Firenze – Giuseppe Bufalari, per tutti Beppe, il maestro, è morto lunedì 20 giugno nella sua casa fiorentina di Via de’ Macci, nel rione di Santa Croce, dove tutti lo conoscevano per avere insegnato a lungo nella scuola elementare Vittorio Veneto, in Via San Giuseppe. Beppe era nato nel 1927 in San Niccolò, altro quartiere popolare, Diladdarno, come si dice a Firenze. Aveva 95 anni, ma non era inconsueto, fino a poco tempo fa, incontrarlo per strada durante la sua passeggiata quotidiana o sentirlo parlare dalla finestra sulla corte della propria abitazione.
Aveva retto alla recente morte della moglie Ketty dopo una lunga malattia, ma soprattutto alla prematura scomparsa del figlio Vieri, a soli 59 anni, nel 2016. Vieri, fratello maggiore di Mauro, era un dirigente della Regione molto conosciuto per aver guidato «Vetrina Toscana», l’agenzia creata per promuovere l’eccellenza del gusto toscano, e per essere stato a lungo in Rai dove aveva contribuito al successo di Linea verde.
Due gravi perdite, che avevano inciso nell’animo di Beppe, ma grazie anche all’affetto dell’altro figlio e dei nipoti non gli avevano tolto il sorriso, né ridimensionato i modi affabili. Il maestro era anche un uomo discreto, al punto che molti ancora ignorano che dietro al bravo insegnante si celasse un raffinato scrittore, amico di Vasco Pratolini, di Romano Bilenchi e di Mario Luzi, che la vocazione all’insegnamento aveva spinto in Basilicata nel lontano 1953.
«Ero arrivato in Lucania come un estraneo, conoscendo la realtà del Sud soltanto come la descrivevano i giornali — raccontava Beppe —. Erano gli anni Cinquanta, gli anni della riforma agraria.

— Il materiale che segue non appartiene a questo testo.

//! Configuration loading and management
//!
//! Handles parsing of `taskstash.toml` in the data directory.

use std::collections::HashSet;
use std::path::{Path, PathBuf};

use directories::ProjectDirs;
use serde::{Deserialize, Serialize};

use crate::error::{Error, Result};
use crate::lock::DEFAULT_LOCK_TIMEOUT_MS;
use crate::task::{Priority, DESCRIPTION_WIDTH};

/// Configuration file name inside the data directory
pub const CONFIG_FILE: &str = "taskstash.toml";

/// Main configuration structure
#[derive(Debug, Clone, Default, Serialize, Deserialize)]
pub struct Config {
    /// Storage keys and locking
    #[serde(default)]
    pub storage: StorageConfig,

    /// Defaults for new tasks
    #[serde(default)]
    pub tasks: TasksConfig,

    /// Presentation settings
    #[serde(default)]
    pub display: DisplayConfig,
}

/// Storage keys for each collection
#[derive(Debug, Clone, Serialize, Deserialize)]
pub struct StorageConfig {
    /// Key holding active tasks
    #[serde(default = "default_tasks_key")]
    pub tasks_key: String,

    /// Key holding completed tasks
    #[serde(default = "default_done_key")]
    pub done_key: String,

    /// Key holding category names
    #[serde(default = "default_categories_key")]
    pub categories_key: String,

    /// Key holding an in-flight move between collections
    #[serde(default = "default_pending_key")]
    pub pending_key: String,

    /// How long to wait for the data directory lock
    #[serde(default = "default_lock_timeout_ms")]
    pub lock_timeout_ms: u64,
}

fn default_tasks_key() -> String {
    "@logs_task".to_string()
}

fn default_done_key() -> String {
    "@logs_done".to_string()
}

fn default_categories_key() -> String {
    "@logs_category".to_string()
}

fn default_pending_key() -> String {
    "@logs_pending".to_string()
}

fn default_lock_timeout_ms() -> u64 {
    DEFAULT_LOCK_TIMEOUT_MS
}

impl Default for StorageConfig {
    fn default() -> Self {
        Self {
            tasks_key: default_tasks_key(),
            done_key: default_done_key(),
            categories_key: default_categories_key(),
            pending_key: default_pending_key(),
            lock_timeout_ms: default_lock_timeout_ms(),
        }
    }
}

/// Task defaults
#[derive(Debug, Clone, Serialize, Deserialize)]
pub struct TasksConfig {
    /// Priority for tasks created without one (1 = high, 3 = low)
    #[serde(default = "default_priority")]
    pub default_priority: u8,
}

fn default_priority() -> u8 {
    Priority::Medium.rank()
}

impl Default for TasksConfig {
    fn default() -> Self {
        Self {
            default_priority: default_priority(),
        }
    }
}

impl TasksConfig {
    pub fn priority(&self) -> Priority {
        Priority::try_from(self.default_priority).unwrap_or_default()
    }
}

/// Presentation settings
#[derive(Debug, Clone, Serialize, Deserialize)]
pub struct DisplayConfig {
    /// Characters of description/category shown before `...`
    #[serde(default = "default_description_width")]
    pub description_width: usize,
}

fn default_description_width() -> usize {
    DESCRIPTION_WIDTH
}

impl Default for DisplayConfig {
    fn default() -> Self {
        Self {
            description_width: default_description_width(),
        }
    }
}

impl Config {
    /// Load configuration from a `taskstash.toml` file
    pub fn load(path: &Path) -> Result<Self> {
        let content = std::fs::read_to_string(path)?;
        let config: Config = toml::from_str(&content)?;
        config.validate()?;
        Ok(config)
    }

    /// Load configuration from a data directory, or return defaults
    pub fn load_from_dir(data_dir: &Path) -> Result<Self> {
        let config_path = data_dir.join(CONFIG_FILE);
        if config_path.exists() {
            Self::load(&config_path)
        } else {
            Ok(Self::default())
        }
    }

    fn validate(&self) -> Result<()> {
        self.storage.validate()?;
        if Priority::try_from(self.tasks.default_priority).is_err() {
            return Err(Error::InvalidConfig(format!(
                "tasks.default_priority must be 1, 2 or 3 (got {})",
                self.tasks.default_priority
            )));
        }
        if self.display.description_width == 0 {
            return Err(Error::InvalidConfig(
                "display.description_width must be >= 1".to_string(),
            ));
        }
        Ok(())
    }
}

impl StorageConfig {
    fn validate(&self) -> Result<()> {
        let keys = [
            ("storage.tasks_key", &self.tasks_key),
            ("storage.done_key", &self.done_key),
            ("storage.categories_key", &self.categories_key),
            ("storage.pending_key", &self.pending_key),
        ];
        let mut seen = HashSet::new();
        for (field, key) in keys {
            if key.trim().is_empty() {
                return Err(Error::InvalidConfig(format!("{field} cannot be empty")));
            }
            if !seen.insert(key.as_str()) {
                return Err(Error::InvalidConfig(format!(
                    "{field} reuses key '{key}'; every collection needs its own key"
                )));
            }
        }
        if self.lock_timeout_ms == 0 {
            return Err(Error::InvalidConfig(
                "storage.lock_timeout_ms must be > 0".to_string(),
            ));
        }
        Ok(())
    }
}

/// Platform data directory used when none is given explicitly
pub fn default_data_dir() -> Result<PathBuf> {
    ProjectDirs::from("", "", "taskstash")
        .map(|dirs| dirs.data_dir().to_path_buf())
        .ok_or(Error::NoDataDir)
}
//! File locking and atomic writes for the data directory
//!
//! - Exclusive advisory lock (fs2/flock) held for the whole of a
//!   read-modify-write against the key-value files
//! - Atomic write pattern (write temp + fsync + rename)
//! - Lock timeout with a retry interval

use std::fs::{self, File, OpenOptions};
use std::io::{self, Write};
use std::path::Path;
use std::time::{Duration, Instant};

use fs2::FileExt;

use crate::error::{Error, Result};

/// Default lock timeout in milliseconds
pub const DEFAULT_LOCK_TIMEOUT_MS: u64 = 5000;

/// Default retry interval when waiting for a lock
const LOCK_RETRY_INTERVAL_MS: u64 = 20;

fn is_lock_contended(err: &io::Error) -> bool {
    if err.kind() == io::ErrorKind::WouldBlock {
        return true;
    }

    // On Windows, fs2 surfaces sharing/lock violations as "Other".
    #[cfg(windows)]
    {
        matches!(err.raw_os_error(), Some(32) | Some(33))
    }
    #[cfg(not(windows))]
    {
        false
    }
}

fn open_lock_file(path: &Path) -> Result<File> {
    if let Some(parent) = path.parent() {
        fs::create_dir_all(parent)?;
    }

    Ok(OpenOptions::new()
        .read(true)
        .write(true)
        .create(true)
        .truncate(false)
        .open(path)?)
}

/// A file lock guard that releases the lock when dropped
#[derive(Debug)]
pub struct FileLock {
    file: File,
}

impl FileLock {
    /// Acquire an exclusive lock on `path`, retrying until `timeout_ms` passes.
    ///
    /// The lock file is created if missing.
    pub fn acquire(path: impl AsRef<Path>, timeout_ms: u64) -> Result<Self> {
        let path = path.as_ref();
        let deadline = Instant::now() + Duration::from_millis(timeout_ms);
        let mut file = open_lock_file(path)?;

        loop {
            file = match Self::lock_now(file)? {
                Ok(lock) => return Ok(lock),
                Err(file) => file,
            };
            if Instant::now() >= deadline {
                tracing::warn!(path = %path.display(), timeout_ms, "timed out waiting for lock");
                return Err(Error::LockFailed(path.to_path_buf()));
            }
            std::thread::sleep(Duration::from_millis(LOCK_RETRY_INTERVAL_MS));
        }
    }

    /// One non-blocking attempt. Hands the file back when contended.
    fn lock_now(file: File) -> Result<std::result::Result<Self, File>> {
        match file.try_lock_exclusive() {
            Ok(()) => Ok(Ok(FileLock { file })),
            Err(err) if is_lock_contended(&err) => Ok(Err(file)),
            Err(err) => Err(Error::Io(err)),
        }
    }
}

impl Drop for FileLock {
    fn drop(&mut self) {
        let _ = self.file.unlock();
    }
}

/// Replace the contents of `path` so readers see the old or the new bytes,
/// never a mix. Callers hold the data directory lock.
pub fn write_atomic(path: impl AsRef<Path>, data: &[u8]) -> Result<()> {
    let path = path.as_ref();
    let parent = path.parent().unwrap_or_else(|| Path::new("."));
    fs::create_dir_all(parent)?;

    let file_name = path
        .file_name()
        .map(|name| name.to_string_lossy().into_owned())
        .unwrap_or_default();
    let temp_path = parent.join(format!(".{file_name}.{}.tmp", std::process::id()));

    let mut temp_file = File::create(&temp_path)?;
    temp_file.write_all(data)?;
    temp_file.sync_all()?;
    drop(temp_file);

    fs::rename(&temp_path, path)?;
    Ok(())
}
// emberc — compiles neural-network compute graphs into NVM images for
// intermittently-powered MCUs.

pub mod codegen;
pub mod config;
pub mod flags;
pub mod graph;
pub mod normalize;
pub mod nvm_format;
pub mod quantize;
pub mod tiling;
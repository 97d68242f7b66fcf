//! Tiling planner.
//!
//! For buffer-bound operators, finds the largest tile sizes whose working
//! set fits the on-chip scratch buffer and whose per-tile intermediate
//! storage fits the configured NVM budget. The searches only ever shrink a
//! bounded positive candidate (or widen one dimension to unlock a smaller
//! other dimension), so they terminate or fail explicitly.

use anyhow::{ensure, Context, Result};

use crate::config::{DeviceConfig, ARM_PSTATE_LEN, TEMP_FILTER_WIDTH};
use crate::flags::OpFlags;
use crate::graph::Graph;
use crate::normalize::{Normalized, WorkNode};

pub fn plan(norm: &mut Normalized, graph: &Graph, cfg: &DeviceConfig) -> Result<()> {
    for idx in 0..norm.nodes.len() {
        let extra = match norm.nodes[idx].op_type.as_str() {
            "Conv" => Some(conv_tile(&norm.nodes, idx, graph, cfg)?),
            "Gemm" => Some(gemm_tile(&norm.nodes[idx], graph, cfg)?),
            _ => None,
        };
        if let Some(extra) = extra {
            norm.nodes[idx].flags.extra = extra;
        }
    }
    Ok(())
}

fn conv_tile(
    nodes: &[WorkNode],
    idx: usize,
    graph: &Graph,
    cfg: &DeviceConfig,
) -> Result<OpFlags> {
    let node = &nodes[idx];
    let out_dims = graph
        .value_dims(&node.outputs[0])
        .with_context(|| format!("No shape known for convolution output {:?}", node.outputs[0]))?;
    ensure!(
        out_dims.len() == 4,
        "Convolution {} output is not 4-dimensional: {:?}",
        node.name,
        out_dims
    );
    let (output_channel, output_h, output_w) = (out_dims[1], out_dims[2], out_dims[3]);
    let filter = graph
        .initializer(&node.inputs[1])
        .with_context(|| format!("Convolution {} has no constant filter", node.name))?;
    ensure!(
        filter.dims.len() == 4,
        "Convolution {} filter is not 4-dimensional: {:?}",
        node.name,
        filter.dims
    );
    let channel = filter.dims[1];
    let k_h = filter.dims[2];
    let k_w = filter.dims[3];

    // Tiles fed by a channel-concatenating node live in separate slots;
    // halve the contiguous run so two branches are never merged into one
    // tile.
    let separate_tiling = graph.initializer(&node.inputs[0]).is_none()
        && producer_op(nodes, &node.inputs[0]) == Some("Concat");

    let mut max_continuous_channels = channel;
    if separate_tiling {
        max_continuous_channels /= 2;
    }
    let mut input_tile_c = if max_continuous_channels % 2 == 1 {
        max_continuous_channels
    } else {
        let mut tile = 1;
        while max_continuous_channels % (tile * 2) == 0 && tile < 128 {
            tile *= 2;
        }
        tile
    };

    let memory_usage = |output_tile_c: usize, filter_len: usize| {
        ((output_tile_c * 2 + 1) + TEMP_FILTER_WIDTH) * filter_len
    };

    let output_tile_c = loop {
        let mut input_tile_too_large = false;
        // One extra element per row for the bias, rounded up to a Q15 pair.
        let filter_len = (input_tile_c * k_w + 1 + 1) / 2 * 2 * 2 * k_h;
        let mut output_tile_c = output_channel;
        while memory_usage(output_tile_c, filter_len) > cfg.scratch_buffer_size {
            output_tile_c /= 2;
            if output_tile_c % 2 == 1 || output_tile_c < cfg.model.op_filters {
                // No even output tile fits with this input tile.
                input_tile_too_large = true;
                break;
            }
        }
        if !input_tile_too_large {
            let params_len =
                channel.div_ceil(input_tile_c) * output_channel * output_h * output_w * 2;
            if params_len < cfg.model.intermediate_values_size {
                break output_tile_c;
            }
        }
        input_tile_c /= 2;
        ensure!(
            input_tile_c > 0,
            "Convolution {}: output does not fit the device at any tile size",
            node.name
        );
    };

    Ok(OpFlags::Conv {
        input_tile_c: input_tile_c as u8,
        output_tile_c: output_tile_c as u8,
    })
}

fn gemm_tile(node: &WorkNode, graph: &Graph, cfg: &DeviceConfig) -> Result<OpFlags> {
    let a_dims = graph
        .value_dims(&node.inputs[0])
        .with_context(|| format!("No shape known for activation input {:?}", node.inputs[0]))?;
    // The batch dimension is symbolic at this point; one row per pass.
    let a_rows = 1usize;
    let a_cols = a_dims[1];
    let b = graph
        .initializer(&node.inputs[1])
        .with_context(|| format!("Fully-connected {} has no constant weights", node.name))?;
    let b_rows = b.dims[0];

    // Writing a batch at a time is simpler and faster.
    let unit = cfg.model.op_filters;
    let mut tile_width = unit;
    let mut tile_channel;
    loop {
        let channel_ceiling = (ARM_PSTATE_LEN / tile_width) / 2 * 2;
        ensure!(
            channel_ceiling > 2,
            "Fully-connected {}: processing state cannot hold tile width {}",
            node.name,
            tile_width
        );
        tile_channel = (channel_ceiling - 2).min(b_rows) / unit * unit;
        // Scratch addresses must stay 4-byte aligned, i.e. whole Q15 pairs.
        let full_tile_width = (extend_for_footprints(cfg.batch_size, tile_width) + 1) / 2 * 2;
        while tile_channel > 0 {
            let needed_mem = (a_rows * a_cols + 2)
                + (tile_channel + 2) * full_tile_width
                + a_rows * full_tile_width;
            if needed_mem <= cfg.scratch_buffer_size {
                break;
            }
            tile_channel -= unit;
        }
        if tile_channel > 0 {
            break;
        }
        tile_width += unit;
    }

    while tile_width * (tile_channel + 2) > ARM_PSTATE_LEN {
        ensure!(
            tile_width > unit,
            "Fully-connected {}: processing state cannot hold any tile",
            node.name
        );
        tile_width -= unit;
    }

    Ok(OpFlags::Gemm {
        tile_channel: tile_channel as u16,
        tile_width: tile_width as u16,
    })
}

/// A tile row reserves one footprint element per batch.
fn extend_for_footprints(batch_size: usize, n: usize) -> usize {
    n + n / batch_size
}

fn producer_op<'a>(nodes: &'a [WorkNode], name: &str) -> Option<&'a str> {
    nodes
        .iter()
        .find(|n| n.outputs.iter().any(|o| o == name))
        .map(|n| n.op_type.as_str())
}
//! Graph normalization.
//!
//! Rewrites the loader's DAG into the flat, integer-indexed node list the
//! image serializer consumes: folds shape-only operators fed by constants,
//! splits tile-producing operators into compute + merge pairs, assigns every
//! tensor a flat index, derives per-node flags from attributes, and computes
//! output live ranges.
//!
//! Indexing policy: `0..n_input` are graph inputs and constants, `n_input..`
//! are node outputs (index = topological position + `n_input`).

use std::collections::{BTreeSet, HashMap, HashSet};

use anyhow::{ensure, Context, Result};

use crate::flags::{self, NodeFlags, OpFlags};
use crate::graph::{ElemType, Graph, GraphNode, MERGE_SUFFIX};

/// Operators whose output is produced across multiple tiles and therefore
/// needs a synthetic merge pass.
pub const OPS_WITH_MERGE: &[&str] = &["Conv", "Gemm"];

/// Operators the runtime has handlers for. Anything else is dropped from
/// the graph with a warning.
pub const SUPPORTED_OPS: &[&str] = &[
    "Add",
    "Concat",
    "Conv",
    "ConvMerge",
    "Dropout",
    "Gemm",
    "GemmMerge",
    "GlobalAveragePool",
    "MatMul",
    "MaxPool",
    "Relu",
    "Reshape",
    "Softmax",
    "Squeeze",
    "Transpose",
];

/// Operators whose handler writes its output into the input's slot.
pub const INPLACE_UPDATE_OPS: &[&str] = &["Reshape", "Softmax", "Squeeze", "Transpose"];

/// Normalized node, still referencing tensors by name. The tiling planner
/// fills in the flags before the graph is frozen into records.
#[derive(Debug, Clone)]
pub struct WorkNode {
    pub name: String,
    pub op_type: String,
    pub inputs: Vec<String>,
    pub outputs: Vec<String>,
    pub flags: NodeFlags,
}

/// Frozen node record with resolved input indices.
#[derive(Debug, Clone)]
pub struct Node {
    pub name: String,
    pub output_name: String,
    pub inputs: Vec<usize>,
    pub op_type: String,
    pub flags: NodeFlags,
    /// Topological position of the last consumer of this node's output.
    pub max_output_id: u16,
}

/// Result of normalization: the work list plus the tensor index table.
#[derive(Debug)]
pub struct Normalized {
    pub nodes: Vec<WorkNode>,
    pub names: HashMap<String, usize>,
    pub n_input: usize,
    /// Names of convolution filter initializers, reordered at write time.
    pub conv_param_names: HashSet<String>,
    /// Sorted operator table the node records index into.
    pub ops: Vec<String>,
}

pub fn normalize(graph: &mut Graph) -> Result<Normalized> {
    let ops = collect_ops(graph);
    let replaced = fold_shape_constants(graph)?;
    fold_transposed_gemm(graph);

    let mut nodes: Vec<WorkNode> = Vec::new();
    let mut conv_param_names = HashSet::new();
    for node in &graph.nodes {
        if !SUPPORTED_OPS.contains(&node.op_type.as_str()) {
            eprintln!(
                "Warning: skipping unsupported operator {} ({})",
                node.op_type,
                node.display_name()
            );
            continue;
        }
        ensure!(
            !node.outputs.is_empty(),
            "Node {} has no outputs",
            node.display_name()
        );
        if replaced.contains_key(&node.outputs[0]) {
            continue;
        }
        let inputs: Vec<String> = node
            .inputs
            .iter()
            .map(|name| resolve(&replaced, name).to_string())
            .collect();
        if node.op_type == "Conv" {
            if let Some(filter) = inputs.get(1) {
                conv_param_names.insert(filter.clone());
            }
        }
        let mut outputs = node.outputs.clone();
        let split = OPS_WITH_MERGE.contains(&node.op_type.as_str());
        let merged_output = outputs[0].clone();
        if split {
            outputs = vec![format!("{}{}", merged_output, MERGE_SUFFIX)];
        }
        nodes.push(WorkNode {
            name: node.display_name().to_string(),
            op_type: node.op_type.clone(),
            inputs,
            outputs: outputs.clone(),
            flags: derive_flags(node),
        });
        if split {
            nodes.push(WorkNode {
                name: format!("{}:merge", node.display_name()),
                op_type: format!("{}Merge", node.op_type),
                inputs: outputs,
                outputs: vec![merged_output],
                flags: NodeFlags::default(),
            });
        }
        mark_layout_conversion(&mut nodes);
    }

    let mut names = HashMap::new();
    for (idx, input) in graph.inputs.iter().enumerate() {
        names.insert(input.name.clone(), idx);
    }
    for init in &graph.initializers {
        if !names.contains_key(&init.name) {
            let idx = names.len();
            names.insert(init.name.clone(), idx);
        }
    }
    let n_input = names.len();

    for (idx, node) in nodes.iter().enumerate() {
        let outputs = if node.op_type == "Dropout" {
            // The second output (`mask`) is never materialized.
            &node.outputs[..1]
        } else {
            &node.outputs[..]
        };
        for output in outputs {
            names.insert(output.clone(), idx + n_input);
        }
    }

    Ok(Normalized {
        nodes,
        names,
        n_input,
        conv_param_names,
        ops,
    })
}

/// Resolve input indices and compute live ranges. An input name with no
/// assigned index means the interchange graph was invalid; that is fatal.
pub fn freeze(norm: &Normalized) -> Result<Vec<Node>> {
    let mut nodes = Vec::with_capacity(norm.nodes.len());
    for work in &norm.nodes {
        let inputs = work
            .inputs
            .iter()
            .map(|name| {
                norm.names.get(name).copied().with_context(|| {
                    format!("Unresolvable tensor reference {:?} in node {}", name, work.name)
                })
            })
            .collect::<Result<Vec<_>>>()?;
        nodes.push(Node {
            name: work.name.clone(),
            output_name: work.outputs[0].clone(),
            inputs,
            op_type: work.op_type.clone(),
            flags: work.flags,
            max_output_id: 0,
        });
    }
    compute_liveness(&mut nodes, norm.n_input);
    Ok(nodes)
}

pub fn max_input_count(nodes: &[Node]) -> usize {
    nodes.iter().map(|n| n.inputs.len()).max().unwrap_or(0)
}

/// Fold squeeze/reshape operators whose data input is a constant by
/// rewriting the constant's dims and redirecting consumers. The input is
/// resolved through the substitution map first, so chains of fold-eligible
/// operators collapse in a single pass.
fn fold_shape_constants(graph: &mut Graph) -> Result<HashMap<String, String>> {
    let mut replaced: HashMap<String, String> = HashMap::new();
    for idx in 0..graph.nodes.len() {
        let node = graph.nodes[idx].clone();
        if node.op_type != "Squeeze" && node.op_type != "Reshape" {
            continue;
        }
        let (Some(first_input), Some(_)) = (node.inputs.first(), node.outputs.first()) else {
            continue;
        };
        let data_input = resolve(&replaced, first_input).to_string();
        if graph.initializer(&data_input).is_none() {
            continue;
        }
        match node.op_type.as_str() {
            "Squeeze" => {
                // Since opset 13, axes is an input instead of an attribute.
                let axes: Vec<i64> = match node.inputs.get(1) {
                    Some(axes_name) => graph
                        .initializer(axes_name)
                        .with_context(|| format!("Squeeze axes input {:?} is not constant", axes_name))?
                        .int64_data
                        .clone(),
                    None => node.get_ints("axes").map(|v| v.to_vec()).unwrap_or_default(),
                };
                let Some(inp) = graph.initializer_mut(&data_input) else {
                    continue;
                };
                let new_dims: Vec<usize> = inp
                    .dims
                    .iter()
                    .enumerate()
                    .filter(|(dim_idx, _)| !axes.contains(&(*dim_idx as i64)))
                    .map(|(_, &dim)| dim)
                    .collect();
                inp.dims = new_dims;
            }
            "Reshape" => {
                let dims_name = node
                    .inputs
                    .get(1)
                    .with_context(|| format!("Reshape {} has no shape input", node.display_name()))?;
                let new_dims = graph
                    .initializer(dims_name)
                    .with_context(|| format!("Reshape shape input {:?} is not constant", dims_name))?
                    .int64_data
                    .clone();
                anyhow::ensure!(
                    !new_dims.is_empty(),
                    "Reshape {} has an empty shape constant",
                    node.display_name()
                );
                let Some(inp) = graph.initializer_mut(&data_input) else {
                    continue;
                };
                inp.dims = new_dims.iter().map(|&d| d as usize).collect();
            }
            _ => unreachable!(),
        }
        replaced.insert(node.outputs[0].clone(), data_input);
    }
    Ok(replaced)
}

/// Transpose a constant Gemm B operand in place when `transB` is set, so
/// the runtime only ever sees untransposed weights.
fn fold_transposed_gemm(graph: &mut Graph) {
    for idx in 0..graph.nodes.len() {
        let node = &graph.nodes[idx];
        if node.op_type != "Gemm" || node.get_int("transB") != Some(1) {
            continue;
        }
        let Some(b_name) = node.inputs.get(1).cloned() else {
            continue;
        };
        let Some(b) = graph.initializer(&b_name) else {
            continue;
        };
        if b.elem_type != ElemType::Float32 || b.dims.len() != 2 {
            continue;
        }
        let (rows, cols) = (b.dims[0], b.dims[1]);
        let Some(b) = graph.initializer_mut(&b_name) else {
            continue;
        };
        let mut transposed = vec![0.0f32; b.float_data.len()];
        for r in 0..rows {
            for c in 0..cols {
                transposed[c * rows + r] = b.float_data[r * cols + c];
            }
        }
        b.float_data = transposed;
        b.dims = vec![cols, rows];
        graph.nodes[idx].attributes.remove("transB");
    }
}

fn derive_flags(node: &GraphNode) -> NodeFlags {
    let mut out = NodeFlags::default();
    match node.op_type.as_str() {
        "Conv" => {
            let auto_pad = node.get_str("auto_pad");
            let pads = node.get_ints("pads");
            if auto_pad == Some("VALID") || (auto_pad.is_none() && pads.is_none()) {
                out.generic |= flags::AUTO_PAD_VALID;
            }
            if let Some(strides) = node.get_ints("strides") {
                out.stride = strides[0] as u8;
            }
        }
        "MaxPool" => {
            if let Some(kernel_shape) = node.get_ints("kernel_shape") {
                out.kernel_size = kernel_shape[0] as u8;
            }
            if let Some(strides) = node.get_ints("strides") {
                out.stride = strides[0] as u8;
            }
        }
        "Squeeze" => {
            let mut axes = 0u8;
            for &axis in node.get_ints("axes").unwrap_or(&[]) {
                axes |= 1 << axis;
            }
            out.extra = OpFlags::Squeeze { axes };
        }
        _ => {}
    }
    out
}

/// A pooling output consumed directly by a reshape is reinterpreted
/// channel-first by the runtime; mark the pooling node for conversion.
fn mark_layout_conversion(nodes: &mut [WorkNode]) {
    let len = nodes.len();
    if len < 2 {
        return;
    }
    if nodes[len - 1].op_type == "Reshape" && nodes[len - 2].op_type == "MaxPool" {
        nodes[len - 2].flags.generic |= flags::NHWC2NCHW;
    }
}

fn compute_liveness(nodes: &mut [Node], n_input: usize) {
    for idx in 0..nodes.len() {
        for j in 0..nodes[idx].inputs.len() {
            let inp = nodes[idx].inputs[j];
            if inp < n_input {
                continue;
            }
            let used = inp - n_input;
            nodes[used].max_output_id = nodes[used].max_output_id.max(idx as u16);
        }
    }
    // Inputs of Concat must be kept until the Concat itself executes.
    for idx in 0..nodes.len() {
        if nodes[idx].op_type != "Concat" {
            continue;
        }
        let concat_max = nodes[idx].max_output_id;
        for j in 0..nodes[idx].inputs.len() {
            let inp = nodes[idx].inputs[j];
            if inp < n_input {
                continue;
            }
            let used = inp - n_input;
            nodes[used].max_output_id = nodes[used].max_output_id.max(concat_max);
        }
    }
}

/// Operator table for the emitted image: every supported kind present in
/// the incoming graph, plus the merge variants, sorted by name.
fn collect_ops(graph: &Graph) -> Vec<String> {
    let mut ops: BTreeSet<String> = graph
        .nodes
        .iter()
        .filter(|n| SUPPORTED_OPS.contains(&n.op_type.as_str()))
        .map(|n| n.op_type.clone())
        .collect();
    for op in OPS_WITH_MERGE {
        if ops.contains(*op) {
            ops.insert(format!("{}Merge", op));
        }
    }
    ops.into_iter().collect()
}

fn resolve<'a>(map: &'a HashMap<String, String>, name: &'a str) -> &'a str {
    let mut cur = name;
    while let Some(next) = map.get(cur) {
        cur = next;
    }
    cur
}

Ero andato laggiù a lavorare spinto dall’entusiasmo. Volevo che quella gente non continuasse a restare al di fuori del cammino della civiltà, che fosse liberata dall’ignoranza e dalla superstizione. Mi sembrava giusto, non accettavo nessun’altra verità. Andai a vivere coi contadini, m’assimilai progressivamente a loro».
In effetti, per un anno visse in una masseria e da lì prese a scrivere alla moglie, alla mamma e a Bilenchi il quale intuì la potenzialità di quelle lettere in cui si parlava di un mondo antico e profondo, duro e avverso, con uomini capaci nonostante tutto di vivere e lottare. Bilenchi le avrebbe volute pubblicare, una volta riadattate, sulla «Chimera», la rivista di Enrico Vallecchi, oppure, se fossero diventate un libro vero e proprio, nella collana che la casa editrice milanese Lerici aveva affidato allo stesso scrittore valdelsano e a Luzi.
Nel frattempo Beppe fu trasferito a Calvello, sempre in Basilicata, dove rimase per tre anni. Dopo di che fu trasferito di nuovo, questa volta in Toscana, sull’Argentario, a Porto Ercole dove i contenuti abbozzati in quelle lettere presero nel 1959 la forma del romanzo, che l’anno dopo, nel 1960, la casa editrice Lerici pubblicò con il titolo La masseria. «Un libro scritto benissimo», ebbe a dire il poeta Eugenio Montale che lo recensì con entusiasmo. Ne scrisse anche Alberto Moravia. Di lì a breve La masseria sarebbe stato considerato uno dei capolavori del romanzo meridionalista, pubblicato in più edizioni, tradotto in molto lingue, adattato per le scuole e premiato in più occasioni.
Stessa sorte per il secondo romanzo, La barca gialla, che ha avuto il riconoscimento internazionale «Anderson» per il miglior libro italiano per la gioventù. La barca gialla è il primo dei due romanzi sugli aspetti del rapporto uomo-mare. L’altro è Scellamozza. Entrambi pubblicati da Einaudi e ispirati dalle acque verdi e azzurre dell’Argentario. Romanzi poetici, di totale fantasia, in cui si immaginano città, foreste, montagne e fiumi sommersi.
Il mare, che Beppe amava in modo particolare, avrebbe ispirato altri suoi scritti, ma non avrebbe limitato la sua ricerca tanto da arrivare a un libro-esperimento come Pezzo da novanta – Due secoli di mafia (Le Monnier) in cui l’autore alterna cronaca, narrazione e documento. Con questo libro, come si legge nel risvolto di copertina, «Bufalari entra nel vivo della più scottante realtà, con un sofferto impegno civile e sociale, ma anche e soprattutto con alta sensibilità di artista».
Per questo Beppe merita di essere ricordato come un grande maestro, formatore di intere generazioni di ragazzi del quartiere, ma anche come un grande scrittore, oltre che un uomo buono.